▶ _WHAT NEEDS TO BE DONE_:
Return only those lines of the material that contain "words".

▶ _INPUT FOR THIS TASK_:
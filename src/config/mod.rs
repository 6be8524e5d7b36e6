pub mod server_config;

pub use self::server_config::{ServerSetting, ServerSection, SkillSetting};
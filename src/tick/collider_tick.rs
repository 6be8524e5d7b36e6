use specs::{
    shred::{self, ResourceId, World}, Entities, Entity, Join, Read, ReadStorage, System, SystemData,
    Write, WriteStorage,
};

use crate::comp::*;
use super::{invoke_callback, is_valid_target, TickSystem};

#[derive(SystemData)]
pub struct ColliderRead<'a> {
    entities: Entities<'a>,
    now: Read<'a, NowMs>,
    enters: Read<'a, Vec<TriggerEnter>>,
    units: ReadStorage<'a, CombatUnit>,
    positions: ReadStorage<'a, Pos>,
}

#[derive(SystemData)]
pub struct ColliderWrite<'a> {
    colliders: WriteStorage<'a, SpawnedCollider>,
    hits: Write<'a, Vec<AbilityHit>>,
    outcomes: Write<'a, Vec<Outcome>>,
}

/// 碰撞體：第一個進入範圍的有效目標觸發一次回呼，時間到就移除
#[derive(Default)]
pub struct Sys;

impl TickSystem for Sys {
    const NAME: &'static str = "collider";
}

impl<'a> System<'a> for Sys {
    type SystemData = (
        ColliderRead<'a>,
        ColliderWrite<'a>,
    );

    fn run(&mut self, (tr, mut tw): Self::SystemData) {
        let now = tr.now.0;
        let ColliderWrite { ref mut colliders, ref mut hits, ref mut outcomes } = tw;
        let mut expired: Vec<(Entity, String)> = Vec::new();

        for (e, col) in (&tr.entities, &mut *colliders).join() {
            if let Some(cb) = col.on_trigger_enter {
                let hit = tr
                    .enters
                    .iter()
                    .filter(|t| t.volume == e)
                    .map(|t| t.other)
                    .find(|&other| is_valid_target(&tr.units, cb.source(), other));
                if let Some(other) = hit {
                    col.on_trigger_enter = None;
                    let pos = tr.positions.get(e).map(|p| p.0).unwrap_or_default();
                    invoke_callback(cb, other, pos, hits, outcomes);
                }
            }
            if col.expired(now) {
                expired.push((e, col.prefab.clone()));
            }
        }

        for (e, prefab) in expired {
            log::trace!("碰撞體 '{}' 到期", prefab);
            if let Err(err) = tr.entities.delete(e) {
                log::warn!("刪除碰撞體失敗: {}", err);
            }
        }
    }
}
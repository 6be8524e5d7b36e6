use anyhow::{anyhow, bail};
use skill_timeline::SkillId;
use vek::Vec2;

/// 從標準輸入讀到的指令
#[derive(Clone, Debug, PartialEq)]
pub enum Command {
    /// `cast <skill> [x y [dir]]`
    Cast {
        skill_id: SkillId,
        point: Option<Vec2<f32>>,
        direction: Option<f32>,
    },
    Cancel,
    Quit,
}

impl Command {
    pub fn parse(line: &str) -> anyhow::Result<Command> {
        let mut words = line.split_whitespace();
        let head = words.next().ok_or_else(|| anyhow!("空白指令"))?;
        let args: Vec<&str> = words.collect();

        match head {
            "cast" => {
                let skill_id = args
                    .first()
                    .ok_or_else(|| anyhow!("cast 需要技能編號"))?
                    .parse::<SkillId>()?;
                let point = match (args.get(1), args.get(2)) {
                    (Some(x), Some(y)) => Some(Vec2::new(x.parse()?, y.parse()?)),
                    (None, None) => None,
                    _ => bail!("cast 的座標需要 x 與 y"),
                };
                let direction = args.get(3).map(|d| d.parse::<f32>()).transpose()?;
                Ok(Command::Cast { skill_id, point, direction })
            }
            "cancel" => Ok(Command::Cancel),
            "quit" | "exit" => Ok(Command::Quit),
            other => bail!("未知指令 '{}'", other),
        }
    }
}

#[cfg(test)]
mod tests {
    use super::*;

    #[test]
    fn test_parse_cast() {
        assert_eq!(
            Command::parse("cast 1001 300 0 45").unwrap(),
            Command::Cast {
                skill_id: 1001,
                point: Some(Vec2::new(300.0, 0.0)),
                direction: Some(45.0),
            }
        );
        assert_eq!(
            Command::parse(" cast 7 ").unwrap(),
            Command::Cast { skill_id: 7, point: None, direction: None }
        );
    }

    #[test]
    fn test_parse_errors() {
        assert!(Command::parse("").is_err());
        assert!(Command::parse("cast").is_err());
        assert!(Command::parse("cast abc").is_err());
        assert!(Command::parse("cast 1 300").is_err());
        assert!(Command::parse("jump").is_err());
    }

    #[test]
    fn test_parse_simple() {
        assert_eq!(Command::parse("cancel").unwrap(), Command::Cancel);
        assert_eq!(Command::parse("quit").unwrap(), Command::Quit);
    }
}
/// 遊戲狀態管理模塊
///
/// 負責 ECS 世界、tick 循環，以及施法/取消施法的入口

pub mod core;
pub mod time_management;
pub mod system_dispatcher;

#[cfg(test)]
mod tests;

pub use self::core::State;
pub use time_management::TimeManager;
pub use system_dispatcher::SystemDispatcher;
use specs::{
    shred::{self, ResourceId, World}, Entities, Join, Read, ReadStorage, System, SystemData,
};

use crate::comp::*;
use super::TickSystem;

#[derive(SystemData)]
pub struct VisualRead<'a> {
    entities: Entities<'a>,
    now: Read<'a, NowMs>,
    visuals: ReadStorage<'a, SkillVisual>,
}

#[derive(Default)]
pub struct Sys;

impl TickSystem for Sys {
    const NAME: &'static str = "visual";
}

impl<'a> System<'a> for Sys {
    type SystemData = VisualRead<'a>;

    fn run(&mut self, tr: Self::SystemData) {
        for (e, visual) in (&tr.entities, &tr.visuals).join() {
            if tr.now.0 >= visual.expire_at_ms {
                log::trace!("銷毀技能視覺 {} ({})", visual.asset, visual.execution);
                if let Err(err) = tr.entities.delete(e) {
                    log::warn!("刪除技能視覺失敗: {}", err);
                }
            }
        }
    }
}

▶ _TASK RESPONSE_:
        let mut words = line.split_whitespace();
        let head = words.next().ok_or_else(|| anyhow!("空白指令"))?;
        let args: Vec<&str> = words.collect();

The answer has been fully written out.